9 "Вчера был Достоевский, -- писал Герцен Огареву. -- Он наивный, не совсем ясный, но очень милый человек. Верит с энтузиазмом в русский народ". Об усилившемся после встречи интересе Достоевского к Герцену, о влиянии идей и оценок последнего на публицистику Достоевского написано много. В гораздо меньшей степени учитывается и обратная перспектива -- интерес Герцена к творчеству Достоевского, его влияние на публицистику самого Герцена, что, безусловно, чрезвычайно важно. Поэтому считаю необходимым указать хотя бы на статью Н. Г. Розенблюм "Петербургские пожары 1862 г. и Достоевский" ("Литературное наследство", т. 86), в которой, в частности, говорится: "Петербургские пожары не могли не быть затронуты в их беседах. Достоевский только что был свидетелем их, Герцена в них обвиняли. Не мог выпасть из их бесед и вопрос о прокламации "Молодая Россия", о которой Герцен подробно писал вскоре после отъезда из Лондона Достоевского... Характерно сходство некоторых высказываний Герцена с заявлениями редакции "Времени"... Мнение Герцена, что прокламация "вовсе не русская, это одна из вариаций на тему западного социализма, метафизика французской революции", не схоже ли с мнением Достоевского, что прокламацию напечатали, "не справившись даже хорошо с иностранными книжками, откудова они все выкрали и бездарно перековеркали..."? Неужели все эти совпадения дело случая, а не результат бесед Герцена с Достоевским?"

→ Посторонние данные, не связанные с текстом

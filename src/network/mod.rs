//! Network abstraction layer for the event-logging agent.
//!
//! The agent never talks to a socket directly. Everything it needs from the
//! network is expressed as a small set of traits that a board support crate
//! (or the TCP adapters behind the `std` feature) implements:
//!
//! - [`Read`], [`Write`], [`Close`] and [`Connection`] model a byte stream.
//! - [`Connect`] opens outbound streams (used by the MQTT channel).
//! - [`Bind`] accepts inbound streams (used by the HTTP log browser).
//! - [`Connectivity`] reports whether the device has joined a network at all.
//!
//! Protocol implementations built on top of these live in [`application`].

#![allow(missing_docs)]
#![deny(unsafe_code)]

/// Common error types for network operations
pub mod error;

/// Application layer protocols (HTTP server side, MQTT client).
pub mod application;

/// TCP adapters for hosted targets.
#[cfg(feature = "std")]
pub mod tcp;

/// Re-exports of common traits
pub mod prelude {
    pub use super::{Bind, Close, Connect, Connection, Connectivity, Read, Write};
}

pub trait Read {
    /// Associated error type
    type Error: core::fmt::Debug;
    /// Read data from the connection.
    ///
    /// Returns `Ok(0)` when no data is currently available.
    fn read(&mut self, buf: &mut [u8]) -> Result<usize, Self::Error>;
}

pub trait Write {
    /// Associated error type
    type Error: core::fmt::Debug;
    /// Write data to the connection
    fn write(&mut self, buf: &[u8]) -> Result<usize, Self::Error>;
    /// Flush the write buffer
    fn flush(&mut self) -> Result<(), Self::Error>;

    /// Write the whole buffer, looping over short writes.
    fn write_all(&mut self, mut buf: &[u8]) -> Result<(), error::Error> {
        while !buf.is_empty() {
            match self.write(buf) {
                Ok(0) => return Err(error::Error::ConnectionClosed),
                Ok(n) => buf = &buf[n..],
                Err(_) => return Err(error::Error::WriteError),
            }
        }
        Ok(())
    }
}

pub trait Close {
    /// Associated error type
    type Error: core::fmt::Debug;
    /// Close the connection
    fn close(self) -> Result<(), Self::Error>;
}

/// A synchronous connection
pub trait Connection: Read + Write + Close {}

/// A synchronous connector (client)
pub trait Connect {
    /// Associated connection type
    type Connection: Connection;
    /// Associated error type
    type Error: core::fmt::Debug;
    /// Open a connection
    fn connect(&mut self, remote: &str) -> Result<Self::Connection, Self::Error>;
}

/// A synchronous binder (server)
pub trait Bind {
    /// Associated connection type
    type Connection: Connection;
    /// Associated error type
    type Error: core::fmt::Debug;
    /// Poll for a pending inbound connection on the bound address.
    ///
    /// Returns `Ok(None)` when nobody is waiting, so the caller can keep
    /// running its tick loop.
    fn accept(&mut self) -> Result<Option<Self::Connection>, Self::Error>;
}

/// Network join state of the device.
///
/// Implemented by whatever owns the Wi-Fi/Ethernet stack. The agent only
/// asks the question; joining and address acquisition happen elsewhere.
pub trait Connectivity {
    /// `true` once the device has an address and can open connections.
    fn is_connected(&self) -> bool;
}

/// Connectivity for targets that are always attached (tests, hosted runs).
#[derive(Debug, Clone, Copy, Default)]
pub struct AlwaysConnected;

impl Connectivity for AlwaysConnected {
    fn is_connected(&self) -> bool {
        true
    }
}
//! The agent: startup sequence and the cooperative tick loop.
//!
//! ```text
//!  pins ──► InputMonitor ──► Event ──► TimestampResolver ──┬──► LogStore        (durable)
//!                 │                                        └──► ForwardingChannel (best effort)
//!                 └──► BulkClearTrigger ──► LogStore::remove_all ──► [Clear] event
//!
//!  listener ──► retrieval::serve_request ──► LogStore (list / read / delete)
//! ```
//!
//! Everything runs on the caller's thread. [`Agent::tick`] should be called
//! every [`AgentConfig::tick_interval_ms`]; [`Agent::serve`] between ticks
//! whenever the host wants to answer HTTP. Because each append is a complete
//! open/write/close inside one call, a request served between ticks never
//! sees a half-written line.

use crate::boot::{BootRecorder, ResetSource};
use crate::clock::{ClockProvider, TimestampResolver};
use crate::config::{AgentConfig, ConfigError, MAX_LINES};
use crate::event::Event;
use crate::forward::{ChannelClient, Delivery, ForwardingChannel, LinkEvent};
use crate::input::{InputMonitor, InputPins};
use crate::logbook::{ClearReport, LogError, LogFileName, LogStore};
use crate::network::application::http::Status;
use crate::network::error::Error as NetError;
use crate::network::{Bind, Close, Connectivity};
use crate::retrieval::{self, Health};
use crate::storage::FileStore;
use crate::trigger::BulkClearTrigger;

/// Failures surfaced by the agent itself.
#[derive(Debug, Clone, Copy, PartialEq, Eq)]
pub enum AgentError {
    /// The configuration was rejected.
    Config(ConfigError),
    /// The store could not be mounted. Logging is disabled; input
    /// monitoring and forwarding continue.
    Storage(LogError),
    /// Accepting or answering an HTTP request failed.
    Network(NetError),
}

impl core::fmt::Display for AgentError {
    fn fmt(&self, f: &mut core::fmt::Formatter<'_>) -> core::fmt::Result {
        match self {
            AgentError::Config(e) => write!(f, "config: {}", e),
            AgentError::Storage(e) => write!(f, "storage: {}", e),
            AgentError::Network(e) => write!(f, "network: {}", e),
        }
    }
}

#[cfg(feature = "defmt")]
impl defmt::Format for AgentError {
    fn format(&self, f: defmt::Formatter) {
        match self {
            AgentError::Config(e) => defmt::write!(f, "Config({})", e),
            AgentError::Storage(e) => defmt::write!(f, "Storage({})", e),
            AgentError::Network(e) => defmt::write!(f, "Network({})", e),
        }
    }
}

impl From<ConfigError> for AgentError {
    fn from(e: ConfigError) -> Self {
        AgentError::Config(e)
    }
}

/// The hardware and transport the agent runs on.
#[derive(Debug)]
pub struct Parts<P, K, S, C, N> {
    /// Input pins.
    pub pins: P,
    /// Wall clock.
    pub clock: K,
    /// Persistent store, not yet mounted.
    pub store: S,
    /// Publish/subscribe client.
    pub channel: C,
    /// Network join state.
    pub network: N,
}

/// What happened to one event.
#[derive(Debug, Clone, PartialEq, Eq)]
pub struct Dispatch {
    /// The event as logged, timestamp attached.
    pub event: Event,
    /// File written, or why not.
    pub stored: Result<LogFileName, LogError>,
    /// Whether the forwarded copy went out.
    pub delivery: Delivery,
}

/// Summary of one [`Agent::tick`], for hosts that surface diagnostics
/// without a defmt transport.
#[derive(Debug, Clone, PartialEq, Eq)]
pub struct TickReport {
    /// Channel state change, if any.
    pub link: LinkEvent,
    /// Presses detected this tick.
    pub presses: usize,
    /// Events durably appended.
    pub stored: usize,
    /// Most recent append failure this tick.
    pub store_error: Option<LogError>,
    /// Events forwarded.
    pub forwarded: usize,
    /// Events not forwarded.
    pub dropped: usize,
    /// Outcome of a bulk clear, if the combination fired.
    pub clear: Option<Result<ClearReport, LogError>>,
}

impl TickReport {
    fn new(link: LinkEvent) -> Self {
        Self {
            link,
            presses: 0,
            stored: 0,
            store_error: None,
            forwarded: 0,
            dropped: 0,
            clear: None,
        }
    }

    fn count(&mut self, dispatch: &Dispatch) {
        match dispatch.stored {
            Ok(_) => self.stored += 1,
            Err(e) => self.store_error = Some(e),
        }
        match dispatch.delivery {
            Delivery::Sent => self.forwarded += 1,
            Delivery::Dropped => self.dropped += 1,
        }
    }
}

/// Event-capture agent.
pub struct Agent<P, K, S, C, N> {
    pins: P,
    monitor: InputMonitor<MAX_LINES>,
    resolver: TimestampResolver<K>,
    log: LogStore<S>,
    channel: ForwardingChannel<C>,
    network: N,
    trigger: BulkClearTrigger,
    clear_labels: (&'static str, &'static str),
    boot: BootRecorder,
    clock_ok: bool,
}

impl<P, K, S, C, N> core::fmt::Debug for Agent<P, K, S, C, N> {
    fn fmt(&self, f: &mut core::fmt::Formatter<'_>) -> core::fmt::Result {
        f.debug_struct("Agent")
            .field("lines", &self.monitor.lines().len())
            .field("mounted", &self.log.is_mounted())
            .field("clock_ok", &self.clock_ok)
            .finish()
    }
}

impl<P, K, S, C, N> Agent<P, K, S, C, N>
where
    P: InputPins,
    K: ClockProvider,
    S: FileStore,
    C: ChannelClient,
    N: Connectivity,
{
    /// Assemble an agent. Nothing touches the hardware until
    /// [`start`](Self::start).
    pub fn new(config: &AgentConfig<'static>, parts: Parts<P, K, S, C, N>) -> Result<Self, AgentError> {
        config.validate()?;
        let (first, second) = config.clear_pair;
        let label = |id| config.label_of(id).ok_or(ConfigError::UnknownClearLine(id));
        let clear_labels = (label(first)?, label(second)?);

        Ok(Self {
            pins: parts.pins,
            monitor: InputMonitor::new(&config.input_lines()),
            resolver: TimestampResolver::new(parts.clock, config.clock_wait_ms),
            log: LogStore::new(parts.store),
            channel: ForwardingChannel::new(
                parts.channel,
                config.topic,
                config.reconnect_interval_ms,
            ),
            network: parts.network,
            trigger: BulkClearTrigger::new(first, second, config.clear_interval_ms),
            clear_labels,
            boot: BootRecorder::new(),
            clock_ok: false,
        })
    }

    /// Startup: mount the store, make a first channel attempt, record the
    /// boot.
    ///
    /// A mount failure is returned and the boot record is skipped, but the
    /// agent stays usable: [`tick`](Self::tick) keeps monitoring inputs and
    /// forwarding, with each append reporting [`LogError::NotMounted`].
    pub fn start<R: ResetSource>(
        &mut self,
        reset: &mut R,
        now_ms: u64,
    ) -> Result<Option<Dispatch>, AgentError> {
        self.log.mount().map_err(AgentError::Storage)?;
        self.channel.tick(now_ms, &self.network);
        Ok(self
            .boot
            .record(reset)
            .map(|event| self.dispatch(event)))
    }

    /// One scheduler iteration.
    pub fn tick(&mut self, now_ms: u64) -> TickReport {
        let mut report = TickReport::new(self.channel.tick(now_ms, &self.network));

        for event in self.monitor.poll(&mut self.pins) {
            report.presses += 1;
            let dispatch = self.dispatch(event);
            report.count(&dispatch);
        }

        if self.trigger.poll(now_ms, &self.monitor) {
            let (first, second) = self.clear_labels;
            info!("clear combination {}+{} held", first, second);
            let cleared = self.log.remove_all();
            if let Err(e) = &cleared {
                error!("bulk clear failed: {}", e);
            }
            report.clear = Some(cleared);
            let dispatch = self.dispatch(Event::combo_clear(first, second));
            report.count(&dispatch);
        }

        report
    }

    /// Timestamp an event, append it, forward it.
    ///
    /// The store and the channel are independent: a failed append does not
    /// stop the publish, and a dead channel never delays the append.
    pub fn dispatch(&mut self, event: Event) -> Dispatch {
        let time = self.resolver.resolve();
        self.clock_ok = time.is_valid();
        let event = event.at(time);

        let (stored, delivery) = match event.line() {
            Ok(line) => {
                let stored = self.log.append(&time, &line);
                (stored, self.channel.publish(line.as_bytes()))
            }
            Err(_) => (Err(LogError::Write), Delivery::Dropped),
        };
        if let Err(e) = stored {
            warn!("event from {} not stored: {}", event.source, e);
        }

        Dispatch {
            event,
            stored,
            delivery,
        }
    }

    /// Answer at most one pending HTTP request.
    ///
    /// Returns `Ok(None)` when nobody is waiting.
    pub fn serve<B>(&mut self, listener: &mut B) -> Result<Option<Status>, AgentError>
    where
        B: Bind,
        B::Error: Into<NetError>,
    {
        let Some(mut connection) = listener.accept().map_err(|e| {
            let e: NetError = e.into();
            warn!("http accept failed: {}", e);
            AgentError::Network(e)
        })?
        else {
            return Ok(None);
        };
        let health = self.health();
        let served = retrieval::serve_request(&mut self.log, health, &mut connection);
        let _ = connection.close();
        match served {
            Ok(status) => {
                debug!("http {}", status.code());
                Ok(Some(status))
            }
            Err(e) => {
                warn!("http request failed: {}", e);
                Err(AgentError::Network(e))
            }
        }
    }

    /// Current health flags.
    pub fn health(&self) -> Health {
        Health {
            channel: self.channel.is_connected(),
            clock: self.clock_ok,
        }
    }

    /// The log store.
    pub fn log(&self) -> &LogStore<S> {
        &self.log
    }

    /// The log store, mutably.
    pub fn log_mut(&mut self) -> &mut LogStore<S> {
        &mut self.log
    }

    /// The forwarding channel.
    pub fn channel(&self) -> &ForwardingChannel<C> {
        &self.channel
    }

    /// The forwarding channel, mutably.
    pub fn channel_mut(&mut self) -> &mut ForwardingChannel<C> {
        &mut self.channel
    }

    /// The input pins.
    pub fn pins_mut(&mut self) -> &mut P {
        &mut self.pins
    }

    /// The clock.
    pub fn clock_mut(&mut self) -> &mut K {
        self.resolver.clock_mut()
    }

    /// The connectivity provider.
    pub fn network_mut(&mut self) -> &mut N {
        &mut self.network
    }
}
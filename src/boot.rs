//! Boot recording.
//!
//! Once per startup the last reset cause is read from the hardware,
//! classified, and logged like any other event. The mapping from raw cause
//! codes is total: anything unrecognised is [`ResetReason::Other`].

use crate::event::Event;

/// Why the device last reset.
#[derive(Debug, Clone, Copy, PartialEq, Eq)]
#[cfg_attr(feature = "defmt", derive(defmt::Format))]
pub enum ResetReason {
    /// Supply came up.
    PowerOn,
    /// Reset pin asserted.
    ExternalReset,
    /// Firmware requested a restart.
    SoftwareReset,
    /// Woke from deep sleep.
    DeepSleepWake,
    /// Watchdogs, brownouts, panics and anything else.
    Other,
}

impl ResetReason {
    /// Classify an ESP-IDF `esp_reset_reason_t` value.
    ///
    /// `ESP_RST_POWERON` (1), `ESP_RST_EXT` (2), `ESP_RST_SW` (3) and
    /// `ESP_RST_DEEPSLEEP` (8) have their own variants.
    pub fn from_code(code: u32) -> Self {
        match code {
            1 => ResetReason::PowerOn,
            2 => ResetReason::ExternalReset,
            3 => ResetReason::SoftwareReset,
            8 => ResetReason::DeepSleepWake,
            _ => ResetReason::Other,
        }
    }

    /// Text written after `[Boot]` in the log.
    pub fn as_str(&self) -> &'static str {
        match self {
            ResetReason::PowerOn => "Power-on",
            ResetReason::ExternalReset => "External reset",
            ResetReason::SoftwareReset => "Software reset",
            ResetReason::DeepSleepWake => "Deep sleep wake",
            ResetReason::Other => "Other",
        }
    }
}

impl core::fmt::Display for ResetReason {
    fn fmt(&self, f: &mut core::fmt::Formatter<'_>) -> core::fmt::Result {
        f.write_str(self.as_str())
    }
}

/// Access to the hardware reset cause.
pub trait ResetSource {
    /// Classified cause of the most recent reset.
    fn reset_reason(&mut self) -> ResetReason;
}

/// A reset source that always reports the same cause.
///
/// Useful on hosts, where "power-on" is the only meaningful answer.
#[derive(Debug, Clone, Copy)]
pub struct FixedReset(pub ResetReason);

impl ResetSource for FixedReset {
    fn reset_reason(&mut self) -> ResetReason {
        self.0
    }
}

/// One-shot producer of the boot event.
#[derive(Debug, Default)]
pub struct BootRecorder {
    recorded: bool,
}

impl BootRecorder {
    /// A recorder that has not fired yet.
    pub const fn new() -> Self {
        Self { recorded: false }
    }

    /// The boot event, the first time only. Later calls return `None`.
    pub fn record<R: ResetSource>(&mut self, source: &mut R) -> Option<Event> {
        if self.recorded {
            return None;
        }
        self.recorded = true;
        let reason = source.reset_reason();
        info!("reset reason: {}", reason);
        Some(Event::boot(reason))
    }
}
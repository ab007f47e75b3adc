//! Logging macros.
//!
//! With the `defmt` feature enabled these forward to the matching `defmt`
//! macro. Without it they type-check their arguments and compile to nothing,
//! so call sites never need their own `cfg` guards.

#![allow(unused_macros)]

#[cfg(feature = "defmt")]
macro_rules! trace {
    ($($arg:tt)*) => { ::defmt::trace!($($arg)*) };
}

#[cfg(feature = "defmt")]
macro_rules! debug {
    ($($arg:tt)*) => { ::defmt::debug!($($arg)*) };
}

#[cfg(feature = "defmt")]
macro_rules! info {
    ($($arg:tt)*) => { ::defmt::info!($($arg)*) };
}

#[cfg(feature = "defmt")]
macro_rules! warn {
    ($($arg:tt)*) => { ::defmt::warn!($($arg)*) };
}

#[cfg(feature = "defmt")]
macro_rules! error {
    ($($arg:tt)*) => { ::defmt::error!($($arg)*) };
}

#[cfg(not(feature = "defmt"))]
macro_rules! trace {
    ($fmt:literal $(, $arg:expr)* $(,)?) => {{ $( let _ = &$arg; )* }};
}

#[cfg(not(feature = "defmt"))]
macro_rules! debug {
    ($fmt:literal $(, $arg:expr)* $(,)?) => {{ $( let _ = &$arg; )* }};
}

#[cfg(not(feature = "defmt"))]
macro_rules! info {
    ($fmt:literal $(, $arg:expr)* $(,)?) => {{ $( let _ = &$arg; )* }};
}

#[cfg(not(feature = "defmt"))]
macro_rules! warn {
    ($fmt:literal $(, $arg:expr)* $(,)?) => {{ $( let _ = &$arg; )* }};
}

#[cfg(not(feature = "defmt"))]
macro_rules! error {
    ($fmt:literal $(, $arg:expr)* $(,)?) => {{ $( let _ = &$arg; )* }};
}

10 Так, например, в письме к лицейскому товарищу И. В. Павлову Салтыков-Щедрин писал: "Признаюсь, я сильно гну в сторону славянофилов и нахожу, что в наши дни трудно держаться иного направления. В нем одном есть нечто похожее на твердую почву, в нем одном есть залог здорового развития..."

11 "Когда вся орава русских либералов отхлынула от Герцена, -- писал В. И. Ленин, -- за защиту Польши, когда все "образованное общество" отвернулось от "Колокола", Герцен не смутился. Он продолжал отстаивать свободу Польши и бичевать усмирителей, палачей, вешателей Александра II" (Ленин В. И. Полн. собр. соч., т. 21, с. 260).

12 Ультрамонтанство -- воинствующее направление в католичестве, добивавшееся права на неограниченную власть папы римского как в религиозной, так и в светской областях жизни. Победа ультрамонтанства на Ватиканском соборе 1870 года привела к признанию папы "непогрешимым".

13 Думается, наиболее объективная оценка принадлежит Герцену, отметившему, что журнал "Время"... редактируемый выдающимся писателем Достоевским, мучеником, только что возвратившимся с каторги, напечатал по поводу Польши несколько гуманных слов". Нужно заметить, что это было, по существу, единственное сочувственное выступление, и притом в подцензурной печати.